Greetings All.
I ask the question above based on this verse from Galatians 4:
24 Which things(Abraham’s two sons) are an allegory: for these are the two covenants…
I’d like to use the opening question to suggest that the allegory begins in Genesis 1:1 and that the prime reason that the allegory (or “spirit of the law”) is often unrecognized is because English readers are deprived of the distinctions of language that are used in the Scriptures, beginning at Genesis 1:1 forward.
When we speak of Genesis, we often speak of “creation.” But what is creation in Biblical terms? Genesis 1:1 tells us that “God created the heavens and the earth” but Genesis 1:2 tells us the “waters” already existed and Genesis 1:10 tells us that those existent waters, now gathered, are called “seas.” In like fashion, the earth which existed in Genesis 1:2 also existed in Genesis 1:9 in which the “dry land”(yabbashah/H3004) is neither created nor made but is rather spoken of as already existent – and that existent “dry land” is called “earth.”
So, Biblically speaking, is “creation” in the initiation of matter or in the definition of that which exists, be it material or non-material? I believe the latter but I hope to press and explore not the question “did God create the universe” but rather the question “what exactly is Genesis 1 speaking of” – and this because I believe that NT theology pertaining to “the spirit” and “the things unseen” are embedded in the particular language of the OT, beginning with Genesis 1. The allegory that arises from the account of Isaac and Ishmael cannot reasonably be concluded as a random allegorical anomaly in the midst of strict materialism/temporal history.
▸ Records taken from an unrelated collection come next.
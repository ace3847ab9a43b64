use thiserror::Error;

#[derive(Error, Debug)]
pub enum LedgerError {
    #[error("IO error: {0}")]
    Io(#[from] std::io::Error),

    #[error("CSV error: {0}")]
    Csv(#[from] csv::Error),

    #[error("JSON error: {0}")]
    Json(#[from] serde_json::Error),

    #[error("Missing columns: {}", .0.join(", "))]
    MissingColumns(Vec<String>),

    #[error("Taxonomy error: {0}")]
    Taxonomy(String),

    #[error("Settings error: {0}")]
    Settings(String),

    #[error("{0}")]
    Other(String),
}

pub type Result<T> = std::result::Result<T, LedgerError>;
use std::sync::Once;

static TRACING_INIT: Once = Once::new();

/// Install the stderr subscriber. `verbose` forces debug output for this
/// crate; otherwise `RUST_LOG` applies, falling back to warn.
pub fn init_tracing(verbose: bool) {
    TRACING_INIT.call_once(|| {
        use tracing_subscriber::{fmt, EnvFilter};

        let filter = if verbose {
            EnvFilter::new("ledgerscope=debug")
        } else {
            EnvFilter::try_from_default_env().unwrap_or_else(|_| EnvFilter::new("ledgerscope=warn"))
        };

        fmt()
            .with_env_filter(filter)
            .with_writer(std::io::stderr)
            .with_target(false)
            .init();
    });
}
//! Five-dimension financial health score.
//!
//! Every dimension is scored independently from monthly flows and raw
//! transactions, and keeps the statistics that produced its score so the
//! result can be audited after the fact.

use std::collections::{BTreeMap, HashSet};
use std::fmt;

use serde::{Deserialize, Serialize};
use tracing::debug;

use crate::models::ParsedTransaction;

pub const GROWTH_MAX: u32 = 20;
pub const RIGIDITY_MAX: u32 = 25;
pub const QUALITY_MAX: u32 = 15;
pub const RESILIENCE_MAX: u32 = 20;
pub const SAVINGS_MAX: u32 = 20;

/// Months of history the growth trend looks at.
pub const GROWTH_WINDOW: usize = 12;
pub const GROWTH_MIN_MONTHS: usize = 6;
pub const RESILIENCE_MIN_MONTHS: usize = 3;

#[derive(Debug, Clone, Copy, Default, PartialEq, Serialize, Deserialize)]
pub struct MonthlyFlow {
    pub income: f64,
    pub expense: f64,
}

impl MonthlyFlow {
    pub fn net(&self) -> f64 {
        self.income - self.expense
    }
}

#[derive(Debug, Clone, Copy, Default, PartialEq, Serialize, Deserialize)]
pub struct Regression {
    pub slope: f64,
    pub intercept: f64,
}

/// Ordinary least squares of `ys` against `x = 0, 1, 2, ...`.
pub fn linear_regression(ys: &[f64]) -> Regression {
    let n = ys.len();
    if n == 0 {
        return Regression::default();
    }
    let mean_y = ys.iter().sum::<f64>() / n as f64;
    if n == 1 {
        return Regression {
            slope: 0.0,
            intercept: mean_y,
        };
    }
    let mean_x = (n - 1) as f64 / 2.0;
    let (mut sxy, mut sxx) = (0.0, 0.0);
    for (i, y) in ys.iter().enumerate() {
        let dx = i as f64 - mean_x;
        sxy += dx * (y - mean_y);
        sxx += dx * dx;
    }
    let slope = sxy / sxx;
    Regression {
        slope,
        intercept: mean_y - slope * mean_x,
    }
}

#[derive(Debug, Clone, Copy, Default, PartialEq, Serialize, Deserialize)]
#[serde(rename_all = "camelCase")]
pub struct MonthlyRegression {
    pub income: Regression,
    pub expense: Regression,
    pub months_used: usize,
}

#[derive(Debug, Clone, PartialEq, Serialize, Deserialize)]
#[serde(rename_all = "camelCase")]
pub struct DimensionScore<D> {
    pub score: u32,
    pub max_score: u32,
    pub details: D,
}

impl<D> DimensionScore<D> {
    fn new(score: u32, max_score: u32, details: D) -> Self {
        Self {
            score: score.min(max_score),
            max_score,
            details,
        }
    }
}

#[derive(Debug, Clone, PartialEq, Serialize, Deserialize)]
#[serde(rename_all = "camelCase")]
pub struct GrowthDetails {
    pub months_used: usize,
    pub income_slope: f64,
    pub expense_slope: f64,
    pub slope_gap: f64,
    /// `|slope_gap| / |expense_slope|`; `None` when expense is flat.
    pub relative_gap: Option<f64>,
    pub insufficient_data: bool,
}

#[derive(Debug, Clone, PartialEq, Serialize, Deserialize)]
#[serde(rename_all = "camelCase")]
pub struct RigidityDetails {
    pub fixed_expense: f64,
    pub total_income: f64,
    pub fixed_expense_ratio: Option<f64>,
    pub fixed_transaction_count: usize,
}

#[derive(Debug, Clone, PartialEq, Serialize, Deserialize)]
pub struct IncomeShare {
    pub category: String,
    pub amount: f64,
    pub share: f64,
}

#[derive(Debug, Clone, PartialEq, Serialize, Deserialize)]
#[serde(rename_all = "camelCase")]
pub struct QualityDetails {
    pub income_total: f64,
    pub source_count: usize,
    pub hhi: Option<f64>,
    pub shares: Vec<IncomeShare>,
}

#[derive(Debug, Clone, PartialEq, Serialize, Deserialize)]
#[serde(rename_all = "camelCase")]
pub struct ResilienceDetails {
    pub months: usize,
    pub negative_months: usize,
    pub negative_ratio: f64,
    pub mean_flow: f64,
    pub std_dev: f64,
    /// `None` when the mean flow is zero.
    pub cv: Option<f64>,
    pub insufficient_data: bool,
}

#[derive(Debug, Clone, PartialEq, Serialize, Deserialize)]
#[serde(rename_all = "camelCase")]
pub struct SavingsDetails {
    pub months: usize,
    pub total_income: f64,
    pub total_expense: f64,
    pub savings_rate: Option<f64>,
}

#[derive(Debug, Clone, Copy, PartialEq, Eq, Serialize, Deserialize)]
pub enum Grade {
    #[serde(rename = "A+")]
    APlus,
    A,
    B,
    C,
    D,
}

impl fmt::Display for Grade {
    fn fmt(&self, f: &mut fmt::Formatter<'_>) -> fmt::Result {
        let s = match self {
            Self::APlus => "A+",
            Self::A => "A",
            Self::B => "B",
            Self::C => "C",
            Self::D => "D",
        };
        f.write_str(s)
    }
}

pub fn grade_for(total_score: u32) -> Grade {
    let ratio = total_score as f64 / 100.0;
    if ratio >= 0.90 {
        Grade::APlus
    } else if ratio >= 0.80 {
        Grade::A
    } else if ratio >= 0.70 {
        Grade::B
    } else if ratio >= 0.60 {
        Grade::C
    } else {
        Grade::D
    }
}

#[derive(Debug, Clone, PartialEq, Serialize, Deserialize)]
pub struct HealthDimensions {
    pub growth: DimensionScore<GrowthDetails>,
    pub rigidity: DimensionScore<RigidityDetails>,
    pub quality: DimensionScore<QualityDetails>,
    pub resilience: DimensionScore<ResilienceDetails>,
    pub savings: DimensionScore<SavingsDetails>,
}

impl HealthDimensions {
    pub fn scores(&self) -> [(&'static str, u32, u32); 5] {
        [
            ("growth", self.growth.score, self.growth.max_score),
            ("rigidity", self.rigidity.score, self.rigidity.max_score),
            ("quality", self.quality.score, self.quality.max_score),
            ("resilience", self.resilience.score, self.resilience.max_score),
            ("savings", self.savings.score, self.savings.max_score),
        ]
    }
}

#[derive(Debug, Clone, PartialEq, Serialize, Deserialize)]
#[serde(rename_all = "camelCase")]
pub struct FinancialHealthResult {
    pub total_score: u32,
    pub grade: Grade,
    pub dimensions: HealthDimensions,
    pub monthly_regression: MonthlyRegression,
}

// ---------------------------------------------------------------------------
// Dimensions
// ---------------------------------------------------------------------------

fn growth_window(monthly: &[MonthlyFlow]) -> &[MonthlyFlow] {
    &monthly[monthly.len().saturating_sub(GROWTH_WINDOW)..]
}

pub fn monthly_regression(monthly: &[MonthlyFlow]) -> MonthlyRegression {
    let window = growth_window(monthly);
    let incomes: Vec<f64> = window.iter().map(|m| m.income).collect();
    let expenses: Vec<f64> = window.iter().map(|m| m.expense).collect();
    MonthlyRegression {
        income: linear_regression(&incomes),
        expense: linear_regression(&expenses),
        months_used: window.len(),
    }
}

pub fn score_growth(monthly: &[MonthlyFlow]) -> DimensionScore<GrowthDetails> {
    let reg = monthly_regression(monthly);
    let income_slope = reg.income.slope;
    let expense_slope = reg.expense.slope;
    let slope_gap = income_slope - expense_slope;
    let relative_gap = if expense_slope != 0.0 {
        Some(slope_gap.abs() / expense_slope.abs())
    } else if slope_gap == 0.0 {
        Some(0.0)
    } else {
        None
    };
    let insufficient_data = reg.months_used < GROWTH_MIN_MONTHS;

    let score = if insufficient_data {
        10
    } else if slope_gap > 0.0 {
        20
    } else {
        match relative_gap {
            Some(r) if r <= 0.1 => 15,
            Some(r) if r <= 0.3 => 10,
            _ => 5,
        }
    };

    DimensionScore::new(
        score,
        GROWTH_MAX,
        GrowthDetails {
            months_used: reg.months_used,
            income_slope,
            expense_slope,
            slope_gap,
            relative_gap,
            insufficient_data,
        },
    )
}

pub fn score_rigidity<T: AsRef<ParsedTransaction>>(
    txs: &[T],
    total_income: f64,
    fixed_categories: &[String],
) -> DimensionScore<RigidityDetails> {
    let fixed: HashSet<&str> = fixed_categories.iter().map(String::as_str).collect();
    let matched: Vec<f64> = txs
        .iter()
        .map(AsRef::as_ref)
        .filter(|t| t.is_expense() && fixed.contains(t.tertiary_category.as_str()))
        .map(|t| t.amount)
        .collect();
    let fixed_expense: f64 = matched.iter().sum();
    let ratio = (total_income > 0.0).then(|| fixed_expense / total_income);

    let score = match ratio {
        Some(r) if r <= 0.30 => 25,
        Some(r) if r <= 0.40 => 20,
        Some(r) if r <= 0.50 => 15,
        Some(r) if r <= 0.60 => 10,
        _ => 5,
    };

    DimensionScore::new(
        score,
        RIGIDITY_MAX,
        RigidityDetails {
            fixed_expense,
            total_income,
            fixed_expense_ratio: ratio,
            fixed_transaction_count: matched.len(),
        },
    )
}

pub fn score_quality<T: AsRef<ParsedTransaction>>(txs: &[T]) -> DimensionScore<QualityDetails> {
    let mut by_source: BTreeMap<&str, f64> = BTreeMap::new();
    for tx in txs.iter().map(AsRef::as_ref).filter(|t| t.is_income()) {
        *by_source.entry(tx.primary_category.as_str()).or_default() += tx.amount;
    }
    let income_total: f64 = by_source.values().sum();

    if income_total <= 0.0 {
        return DimensionScore::new(
            0,
            QUALITY_MAX,
            QualityDetails {
                income_total,
                source_count: 0,
                hhi: None,
                shares: Vec::new(),
            },
        );
    }

    let mut shares: Vec<IncomeShare> = by_source
        .into_iter()
        .map(|(category, amount)| IncomeShare {
            category: category.to_string(),
            amount,
            share: amount / income_total,
        })
        .collect();
    shares.sort_by(|a, b| b.share.total_cmp(&a.share));
    let hhi: f64 = shares.iter().map(|s| s.share * s.share).sum();

    let score = if hhi <= 0.30 {
        15
    } else if hhi <= 0.50 {
        12
    } else if hhi <= 0.70 {
        9
    } else if hhi <= 0.85 {
        6
    } else {
        3
    };

    DimensionScore::new(
        score,
        QUALITY_MAX,
        QualityDetails {
            income_total,
            source_count: shares.len(),
            hhi: Some(hhi),
            shares,
        },
    )
}

pub fn score_resilience(monthly: &[MonthlyFlow]) -> DimensionScore<ResilienceDetails> {
    let flows: Vec<f64> = monthly.iter().map(MonthlyFlow::net).collect();
    let n = flows.len();
    let negative_months = flows.iter().filter(|f| **f < 0.0).count();
    let (mean_flow, std_dev) = if n == 0 {
        (0.0, 0.0)
    } else {
        let mean = flows.iter().sum::<f64>() / n as f64;
        let var = flows.iter().map(|f| (f - mean).powi(2)).sum::<f64>() / n as f64;
        (mean, var.sqrt())
    };
    let negative_ratio = if n == 0 { 0.0 } else { negative_months as f64 / n as f64 };
    let cv = (mean_flow != 0.0).then(|| std_dev / mean_flow.abs());
    let insufficient_data = n < RESILIENCE_MIN_MONTHS;

    let cv_below = |limit: f64| cv.is_some_and(|c| c < limit);
    let score = if insufficient_data {
        10
    } else if negative_ratio == 0.0 && cv_below(0.3) {
        20
    } else if negative_ratio <= 0.1 && cv_below(0.5) {
        16
    } else if negative_ratio <= 0.2 && cv_below(0.7) {
        12
    } else if negative_ratio <= 0.3 {
        8
    } else {
        4
    };

    DimensionScore::new(
        score,
        RESILIENCE_MAX,
        ResilienceDetails {
            months: n,
            negative_months,
            negative_ratio,
            mean_flow,
            std_dev,
            cv,
            insufficient_data,
        },
    )
}

pub fn score_savings(monthly: &[MonthlyFlow]) -> DimensionScore<SavingsDetails> {
    let total_income: f64 = monthly.iter().map(|m| m.income).sum();
    let total_expense: f64 = monthly.iter().map(|m| m.expense).sum();
    let savings_rate = if monthly.is_empty() {
        None
    } else if total_income > 0.0 {
        Some((total_income - total_expense) / total_income)
    } else if total_expense > 0.0 {
        Some(-1.0)
    } else {
        Some(0.0)
    };

    let score = match savings_rate {
        None => 0,
        Some(r) if r >= 0.30 => 20,
        Some(r) if r >= 0.20 => 16,
        Some(r) if r >= 0.10 => 12,
        Some(r) if r >= 0.0 => 8,
        Some(_) => 0,
    };

    DimensionScore::new(
        score,
        SAVINGS_MAX,
        SavingsDetails {
            months: monthly.len(),
            total_income,
            total_expense,
            savings_rate,
        },
    )
}

/// Score all five dimensions and combine them.
pub fn compute_financial_health<T: AsRef<ParsedTransaction>>(
    txs: &[T],
    monthly: &[MonthlyFlow],
    total_income: f64,
    fixed_categories: &[String],
) -> FinancialHealthResult {
    let dimensions = HealthDimensions {
        growth: score_growth(monthly),
        rigidity: score_rigidity(txs, total_income, fixed_categories),
        quality: score_quality(txs),
        resilience: score_resilience(monthly),
        savings: score_savings(monthly),
    };
    for (name, score, max) in dimensions.scores() {
        debug!(dimension = name, score, max, "scored health dimension");
    }
    let total_score: u32 = dimensions.scores().iter().map(|(_, s, _)| s).sum();

    FinancialHealthResult {
        total_score,
        grade: grade_for(total_score),
        dimensions,
        monthly_regression: monthly_regression(monthly),
    }
}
In the end, I’m hoping to engage others who would like to explore and discuss God’s particular word usages which have been so horribly misrepresented and cross-rendered by English versions of the Bible. Perhaps we can start with the distinction between bara/H1254(“create”) and asah/H6213(“make”) as those are two distinct primary words which seem to regularly receive the same definition by English conceptions.